I was rambling defensively. I thought I was better than this. Guess I wasn't. Great. Another reason to love myself to death. And how the fuck did Sergeant Marzoli take the subway in from the boroughs to Hell's Kitchen without a fucking wrinkle on his shirt or hair out of place? He was inhumanly perfect and everything in me wanted to take him down several hundred notches. I just couldn't figure out how.
"Honestly, I don't think the twat remembered a second of me coming into his apartment, 'cause the next night the music was thumping at two a.m. anyway."
Marzoli wrote this information down, halting my monologue.
"You actually left your apartment?" he murmured loud enough for me to hear, "Good for you."
I suppose there was a grin on the other side of his full, but stern lips.
"It was a couple months ago. Or was it a year? I don't know."
"Ah," he looked at his notes, "back when you were still getting some from … ah … from Johanna Butchers."
Ahh. Thank you, Mrs. Abraham. What else did he know about me?
I responded, "She was getting headaches around me long before that."
"But back then she still had hope for you."

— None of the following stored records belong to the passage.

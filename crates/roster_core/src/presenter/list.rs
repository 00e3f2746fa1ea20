//! Record table.
//!
//! Rows follow the store's filtered view. Each row carries the two actions
//! it exposes so the caller can route them back with `apply_row_action`.

use crate::model::record::{Record, RecordId, Role};
use crate::model::view_state::EditMode;
use crate::presenter::counter::{counter_view, CounterView};
use crate::store::record_store::RecordStore;

pub const LIST_HEADERS: [&str; 5] = [
    "First Name",
    "Last Name",
    "Email Address",
    "Role",
    "Active",
];

/// Per-row user action.
#[derive(Debug, Clone, Copy, PartialEq, Eq)]
pub enum RowAction {
    /// Flip the row's active checkbox.
    Toggle(RecordId),
    /// Switch the form into edit mode targeting the row.
    StartEdit(RecordId),
}

#[derive(Debug, Clone, PartialEq, Eq)]
pub struct RowView {
    pub id: RecordId,
    pub first: String,
    pub last: String,
    pub email: String,
    pub role: Option<Role>,
    pub active: bool,
    pub toggle: RowAction,
    pub edit: RowAction,
}

impl From<&Record> for RowView {
    fn from(record: &Record) -> Self {
        Self {
            id: record.id,
            first: record.first.clone(),
            last: record.last.clone(),
            email: record.email.clone(),
            role: record.role,
            active: record.active,
            toggle: RowAction::Toggle(record.id),
            edit: RowAction::StartEdit(record.id),
        }
    }
}

#[derive(Debug, Clone, PartialEq, Eq)]
pub struct ListView {
    pub headers: [&'static str; 5],
    pub rows: Vec<RowView>,
    pub footer: CounterView,
}

pub fn list_view(store: &RecordStore) -> ListView {
    ListView {
        headers: LIST_HEADERS,
        rows: store
            .filtered_records()
            .into_iter()
            .map(RowView::from)
            .collect(),
        footer: counter_view(store),
    }
}

/// Applies one row action to the store. Returns whether state changed.
pub fn apply_row_action(store: &mut RecordStore, action: RowAction) -> bool {
    match action {
        RowAction::Toggle(id) => store.toggle_active(id),
        RowAction::StartEdit(id) => {
            let mode_changed = store.set_edit_mode(EditMode::Edit);
            let target_changed = store.set_edit_target(Some(id));
            mode_changed || target_changed
        }
    }
}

The surprise of that comment coming from this fucking Puerto Rican Sicilian stranger was replete with so much goddamn invasive inappropriateness that an equally surprising feeling of indignation rose from my dirt-dry emotional pit. What the fuck right did this asshole have to go there?
"Oh," he continued, "I pissed you off. See, you're not completely dead inside."
Fuck you.
How to best rid myself of this rip-roaringly entertaining asshole?

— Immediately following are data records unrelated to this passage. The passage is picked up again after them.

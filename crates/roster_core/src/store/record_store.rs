//! Record store with explicit subscribers.
//!
//! # Responsibility
//! - Assign record ids and apply create/update/toggle mutations.
//! - Hold filter, edit mode and edit target, and derive views from them.
//! - Notify subscribers synchronously after every effective change.
//!
//! # Invariants
//! - Ids increase monotonically from the seed count and are never reused.
//! - `update` and `toggle_active` on a missing id are silent no-ops.
//! - Listeners run in subscription order before the mutating call returns.

use crate::model::record::{seed_records, Record, RecordFields, RecordId};
use crate::model::view_state::{EditMode, Filter};
use crate::store::snapshot::StoreSnapshot;
use log::debug;
use std::fmt::{Debug, Formatter};

/// Change published to subscribers after an effective mutation.
#[derive(Debug, Clone, Copy, PartialEq, Eq)]
pub enum StoreChange {
    RecordCreated { id: RecordId },
    RecordUpdated { id: RecordId },
    ActiveToggled { id: RecordId, active: bool },
    FilterChanged(Filter),
    EditModeChanged(EditMode),
    EditTargetChanged(Option<RecordId>),
}

/// Handle returned by `RecordStore::subscribe`.
#[derive(Debug, Clone, Copy, PartialEq, Eq, PartialOrd, Ord, Hash)]
pub struct SubscriptionId(u64);

/// Subscriber callback. Receives the change and the already-mutated store.
pub type Listener = Box<dyn FnMut(&StoreChange, &RecordStore)>;

/// Single owner of canonical roster state.
pub struct RecordStore {
    records: Vec<Record>,
    filter: Filter,
    edit_mode: EditMode,
    edit_target: Option<RecordId>,
    next_id: RecordId,
    listeners: Vec<(SubscriptionId, Listener)>,
    next_subscription: u64,
}

impl RecordStore {
    /// Creates a store holding the three seed records.
    pub fn new() -> Self {
        Self::with_records(seed_records())
    }

    /// Creates a store over caller-provided records.
    ///
    /// The next assigned id is one past the largest existing id, or `0` for
    /// an empty list.
    pub fn with_records(records: Vec<Record>) -> Self {
        let next_id = records
            .iter()
            .map(|record| record.id + 1)
            .max()
            .unwrap_or(0);
        Self {
            records,
            filter: Filter::default(),
            edit_mode: EditMode::default(),
            edit_target: None,
            next_id,
            listeners: Vec::new(),
            next_subscription: 0,
        }
    }

    pub fn records(&self) -> &[Record] {
        &self.records
    }

    /// Finds one record by id.
    pub fn record(&self, id: RecordId) -> Option<&Record> {
        self.records.iter().find(|record| record.id == id)
    }

    pub fn filter(&self) -> Filter {
        self.filter
    }

    pub fn edit_mode(&self) -> EditMode {
        self.edit_mode
    }

    pub fn edit_target(&self) -> Option<RecordId> {
        self.edit_target
    }

    /// Id the next `create` call will assign.
    pub fn next_id(&self) -> RecordId {
        self.next_id
    }

    /// Records visible under the current filter, in insertion order.
    pub fn filtered_records(&self) -> Vec<&Record> {
        self.records
            .iter()
            .filter(|record| self.filter.matches(record))
            .collect()
    }

    /// Number of active records, independent of the current filter.
    pub fn active_count(&self) -> usize {
        self.records.iter().filter(|record| record.active).count()
    }

    /// Label of the form's submit control.
    pub fn submit_label(&self) -> &'static str {
        self.edit_mode.submit_label()
    }

    /// Appends a new inactive record and returns its id.
    pub fn create(&mut self, fields: RecordFields) -> RecordId {
        let id = self.next_id;
        self.next_id += 1;
        self.records.push(Record::new(id, fields));
        debug!("event=record_created module=store status=ok id={id}");
        self.publish(StoreChange::RecordCreated { id });
        id
    }

    /// Overwrites the edit target's fields in place.
    ///
    /// Returns `false` without touching state when no target is set or the
    /// target id is not in the store.
    pub fn update(&mut self, fields: RecordFields) -> bool {
        let Some(target) = self.edit_target else {
            debug!("event=record_update module=store status=skipped reason=no_target");
            return false;
        };
        let Some(record) = self.records.iter_mut().find(|record| record.id == target) else {
            debug!("event=record_update module=store status=skipped reason=not_found id={target}");
            return false;
        };

        record.apply(fields);
        debug!("event=record_updated module=store status=ok id={target}");
        self.publish(StoreChange::RecordUpdated { id: target });
        true
    }

    /// Flips the active flag of one record.
    ///
    /// Returns `false` without touching state when the id is not found.
    pub fn toggle_active(&mut self, id: RecordId) -> bool {
        let Some(record) = self.records.iter_mut().find(|record| record.id == id) else {
            debug!("event=record_toggle module=store status=skipped reason=not_found id={id}");
            return false;
        };

        let active = record.toggle_active();
        debug!("event=record_toggled module=store status=ok id={id} active={active}");
        self.publish(StoreChange::ActiveToggled { id, active });
        true
    }

    /// Sets the list filter. Returns whether the value changed.
    pub fn set_filter(&mut self, filter: Filter) -> bool {
        if self.filter == filter {
            return false;
        }
        self.filter = filter;
        debug!("event=filter_changed module=store status=ok filter={filter}");
        self.publish(StoreChange::FilterChanged(filter));
        true
    }

    /// Sets the form mode. Returns whether the value changed.
    pub fn set_edit_mode(&mut self, mode: EditMode) -> bool {
        if self.edit_mode == mode {
            return false;
        }
        self.edit_mode = mode;
        debug!("event=edit_mode_changed module=store status=ok mode={mode:?}");
        self.publish(StoreChange::EditModeChanged(mode));
        true
    }

    /// Sets the record targeted by `update`. Returns whether the value changed.
    ///
    /// The id is not checked against the store; a stale target makes the
    /// next `update` a no-op.
    pub fn set_edit_target(&mut self, id: Option<RecordId>) -> bool {
        if self.edit_target == id {
            return false;
        }
        self.edit_target = id;
        debug!("event=edit_target_changed module=store status=ok id={id:?}");
        self.publish(StoreChange::EditTargetChanged(id));
        true
    }

    /// Registers a listener called after every effective mutation.
    pub fn subscribe(&mut self, listener: Listener) -> SubscriptionId {
        let id = SubscriptionId(self.next_subscription);
        self.next_subscription += 1;
        self.listeners.push((id, listener));
        id
    }

    /// Removes a listener. Returns `false` for an unknown handle.
    pub fn unsubscribe(&mut self, id: SubscriptionId) -> bool {
        let before = self.listeners.len();
        self.listeners.retain(|(existing, _)| *existing != id);
        self.listeners.len() != before
    }

    pub fn subscriber_count(&self) -> usize {
        self.listeners.len()
    }

    /// Returns an owned copy of the full observable state.
    pub fn snapshot(&self) -> StoreSnapshot {
        StoreSnapshot {
            records: self.records.clone(),
            filter: self.filter,
            edit_mode: self.edit_mode,
            edit_target_id: self.edit_target,
            next_id: self.next_id,
        }
    }

    fn publish(&mut self, change: StoreChange) {
        // Listeners only see `&RecordStore`, so none can subscribe while
        // the list is detached.
        let mut listeners = std::mem::take(&mut self.listeners);
        for (_, listener) in listeners.iter_mut() {
            listener(&change, self);
        }
        self.listeners = listeners;
    }
}

impl Default for RecordStore {
    fn default() -> Self {
        Self::new()
    }
}

impl Debug for RecordStore {
    fn fmt(&self, f: &mut Formatter<'_>) -> std::fmt::Result {
        f.debug_struct("RecordStore")
            .field("records", &self.records)
            .field("filter", &self.filter)
            .field("edit_mode", &self.edit_mode)
            .field("edit_target", &self.edit_target)
            .field("next_id", &self.next_id)
            .field("subscribers", &self.listeners.len())
            .finish()
    }
}

#[cfg(test)]
mod tests {
    use super::{RecordStore, StoreChange};
    use crate::model::record::{Record, RecordFields};
    use std::cell::RefCell;
    use std::rc::Rc;

    #[test]
    fn empty_store_starts_ids_at_zero() {
        let mut store = RecordStore::with_records(Vec::new());
        assert_eq!(store.create(RecordFields::default()), 0);
        assert_eq!(store.create(RecordFields::default()), 1);
    }

    #[test]
    fn next_id_follows_largest_existing_id() {
        let records = vec![
            Record::new(4, RecordFields::default()),
            Record::new(9, RecordFields::default()),
        ];
        let store = RecordStore::with_records(records);
        assert_eq!(store.next_id(), 10);
    }

    #[test]
    fn listener_sees_mutated_state() {
        let mut store = RecordStore::new();
        let observed = Rc::new(RefCell::new(Vec::new()));
        let sink = Rc::clone(&observed);
        store.subscribe(Box::new(move |change: &StoreChange, store: &RecordStore| {
            sink.borrow_mut().push((*change, store.records().len()));
        }));

        store.create(RecordFields::default());

        assert_eq!(
            observed.borrow().as_slice(),
            &[(StoreChange::RecordCreated { id: 3 }, 4)]
        );
    }

    #[test]
    fn setters_skip_unchanged_values() {
        let mut store = RecordStore::new();
        let count = Rc::new(RefCell::new(0_usize));
        let sink = Rc::clone(&count);
        store.subscribe(Box::new(move |_, _| *sink.borrow_mut() += 1));

        assert!(!store.set_filter(store.filter()));
        assert!(!store.set_edit_mode(store.edit_mode()));
        assert!(!store.set_edit_target(None));
        assert_eq!(*count.borrow(), 0);
    }

    #[test]
    fn unsubscribe_unknown_handle_returns_false() {
        let mut store = RecordStore::new();
        let id = store.subscribe(Box::new(|_, _| {}));
        assert!(store.unsubscribe(id));
        assert!(!store.unsubscribe(id));
        assert_eq!(store.subscriber_count(), 0);
    }
}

"I get it. You're perfect. I'm pathetic. You're shiny and sparkly. I'm globs of puke. I'm just a backward glance away from offing myself, and you're greased up for unlimited upward mobility. Thank you. Thank you so very fucking much for establishing that. Grind that muddy heel into my back on your way up to the podium. It's fun."
This was followed by absolute silence, except for the grinding still emanating from the sink. I thought I'd feel better after venting, but instead I was surprised to feel a lump form in the back of my throat. I'd simply not vocalized my self-pity out loud since the utter heavenliness of my birthday last December, and the act of committing my sarcasm to words tapped into a buried grave of emotions. Finding the words "offing myself" and then transforming them into vibrations from my vocal chords had a surprising resonance that doubled back on me, opened its long bony fingers, and grasped my Adam's apple. The reality of ending myself had never hit me as a true possibility until that very moment. But it was a possibility. My life was in my hands. My death was too.
I'd become … I'd slipped into becoming … one of the rotting slash flattened saps of New York City. What a fucking gift this shithead was giving me!
I darted a glance toward the stranger in front of me and realized he was staring deeply into my eyes as I was thinking. Not just my eyes. He was reaching down further into me. He was following my thoughts and responding silently with a dynamically linked dialogue. His facial expression was open and compassionate, subtly shifting along with my thoughts. I could feel his concern. I could feel his involvement with my feelings.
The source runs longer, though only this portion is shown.